In closing, we humbly beseech God for strength to stand against the theological oppression of those who wish to keep His Church in the past, as they, aforetime, did to women, to Blacks, and—looking back to the early history of the Church—even to Gentiles. It took the experience of Spirit-baptism to convince many Jewish Christians that the way of salvation was, indeed, open to the Gentiles. That God has granted our generation so great a cloud of witnesses of GLBTI people who love God with all their heart, soul, mind, and strength, it stands as a strong rebuke that we find ourselves still doubting the place of redeemed people in the body of Christ some 1900+ years after this lesson should have been learned.
As Christians stood against other Christians in appealing to the conscience of people in the liberation of slaves, of women, and of other groups throughout the history of the Church, we who now affix our signatures to this emphatic declaration of affirmation stand against those Christians who refuse to love without precondition.
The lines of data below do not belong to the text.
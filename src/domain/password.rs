//! Password value object - Domain layer password handling.

use argon2::{
    password_hash::{rand_core::OsRng, PasswordHash, PasswordHasher, PasswordVerifier, SaltString},
    Argon2,
};

use crate::errors::{AppError, AppResult};

/// Password value object that handles hashing and verification.
///
/// Encapsulates all password-related domain logic. The hash is an Argon2
/// PHC string carrying its own salt and cost parameters, so verification
/// needs no external configuration.
#[derive(Clone)]
pub struct Password {
    hash: String,
}

// Don't expose hash in debug output (security)
impl std::fmt::Debug for Password {
    fn fmt(&self, f: &mut std::fmt::Formatter<'_>) -> std::fmt::Result {
        f.debug_struct("Password")
            .field("hash", &"[REDACTED]")
            .finish()
    }
}

impl Password {
    /// Create a new password by hashing the plain text.
    ///
    /// A fresh random salt is generated on every call, so hashing the
    /// same input twice yields two different hashes.
    ///
    /// # Errors
    /// Returns a validation error if the password is empty.
    pub fn new(plain_text: &str) -> AppResult<Self> {
        if plain_text.is_empty() {
            return Err(AppError::validation("Password is required"));
        }

        let hash = Self::hash(plain_text)?;
        Ok(Self { hash })
    }

    /// Create a Password from an existing hash (from database).
    pub fn from_hash(hash: String) -> Self {
        Self { hash }
    }

    /// Get the hash string for storage.
    pub fn as_str(&self) -> &str {
        &self.hash
    }

    /// Consume and return the hash string.
    pub fn into_string(self) -> String {
        self.hash
    }

    /// Verify a plain text password against this hash.
    pub fn verify(&self, plain_text: &str) -> bool {
        Self::verify_hash(plain_text, &self.hash).unwrap_or(false)
    }

    fn hash(plain_text: &str) -> AppResult<String> {
        let salt = SaltString::generate(&mut OsRng);
        let hash = Self::argon2()
            .hash_password(plain_text.as_bytes(), &salt)
            .map_err(|e| AppError::internal(format!("Password hash failed: {}", e)))?;
        Ok(hash.to_string())
    }

    fn verify_hash(plain_text: &str, hash: &str) -> AppResult<bool> {
        let parsed = PasswordHash::new(hash)
            .map_err(|e| AppError::internal(format!("Invalid hash format: {}", e)))?;
        Ok(Self::argon2()
            .verify_password(plain_text.as_bytes(), &parsed)
            .is_ok())
    }

    /// Get Argon2 instance with default config.
    #[inline]
    fn argon2() -> Argon2<'static> {
        Argon2::default()
    }
}

impl From<Password> for String {
    fn from(password: Password) -> Self {
        password.hash
    }
}

impl PartialEq for Password {
    fn eq(&self, other: &Self) -> bool {
        self.hash == other.hash
    }
}

impl Eq for Password {}

#[cfg(test)]
mod tests {
    use super::*;

    #[test]
    fn test_password_hash_and_verify() {
        let plain = "SecurePassword123!";
        let password = Password::new(plain).unwrap();

        assert!(password.verify(plain));
        assert!(!password.verify("WrongPassword123"));
    }

    #[test]
    fn test_password_from_hash() {
        let plain = "TestPassword123";
        let password = Password::new(plain).unwrap();
        let hash = password.as_str().to_string();

        let restored = Password::from_hash(hash);
        assert!(restored.verify(plain));
    }

    #[test]
    fn test_same_password_different_salts() {
        let plain = "SamePassword123";
        let pass1 = Password::new(plain).unwrap();
        let pass2 = Password::new(plain).unwrap();

        // Different salts produce different hashes
        assert_ne!(pass1.as_str(), pass2.as_str());
        // But both verify correctly
        assert!(pass1.verify(plain));
        assert!(pass2.verify(plain));
    }

    #[test]
    fn test_hash_is_not_plaintext() {
        let plain = "hunter2hunter2";
        let password = Password::new(plain).unwrap();

        assert_ne!(password.as_str(), plain);
        assert!(password.as_str().starts_with("$argon2"));
    }

    #[test]
    fn test_empty_password_rejected() {
        let result = Password::new("");
        assert!(result.is_err());
    }

    #[test]
    fn test_verify_against_garbage_hash() {
        let password = Password::from_hash("not-a-phc-string".to_string());
        assert!(!password.verify("anything"));
    }
}
//! Account domain entity.
//!
//! Accounts exist solely for authentication and are distinct from
//! Employee records. They are immutable after creation: no update or
//! delete path exists.

use chrono::{DateTime, Utc};
use serde::{Deserialize, Serialize};
use uuid::Uuid;

/// Registered user account
#[derive(Debug, Clone, Serialize, Deserialize)]
pub struct Account {
    pub id: Uuid,
    /// Unique across all accounts
    pub username: String,
    /// Unique across all accounts
    pub email: String,
    #[serde(skip_serializing)]
    pub password_hash: String,
    pub created_at: DateTime<Utc>,
    /// Set at creation and never advanced; accounts are immutable
    pub updated_at: DateTime<Utc>,
}

impl Account {
    /// Create a new account with both timestamps stamped now
    pub fn new(id: Uuid, username: String, email: String, password_hash: String) -> Self {
        let now = Utc::now();
        Self {
            id,
            username,
            email,
            password_hash,
            created_at: now,
            updated_at: now,
        }
    }
}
We oppose not with hearts of hatred or ill will, but with the very love that we demand of those who continue to sin against us. We commit ourselves to the virtues of humility and forgiveness, and anxiously await the time when one of the last prayers of our Lord and Christ may be fulfilled at last.
“Neither pray I for these alone, but for them also which shall believe on me through their word;  That they all may be one; as thou, Father, art in me, and I in thee, that they also may be one in us: that the world may believe that thou hast sent me…  And I have declared unto them thy name, and will declare it: that the love wherewith thou hast loved me may be in them, and I in them.”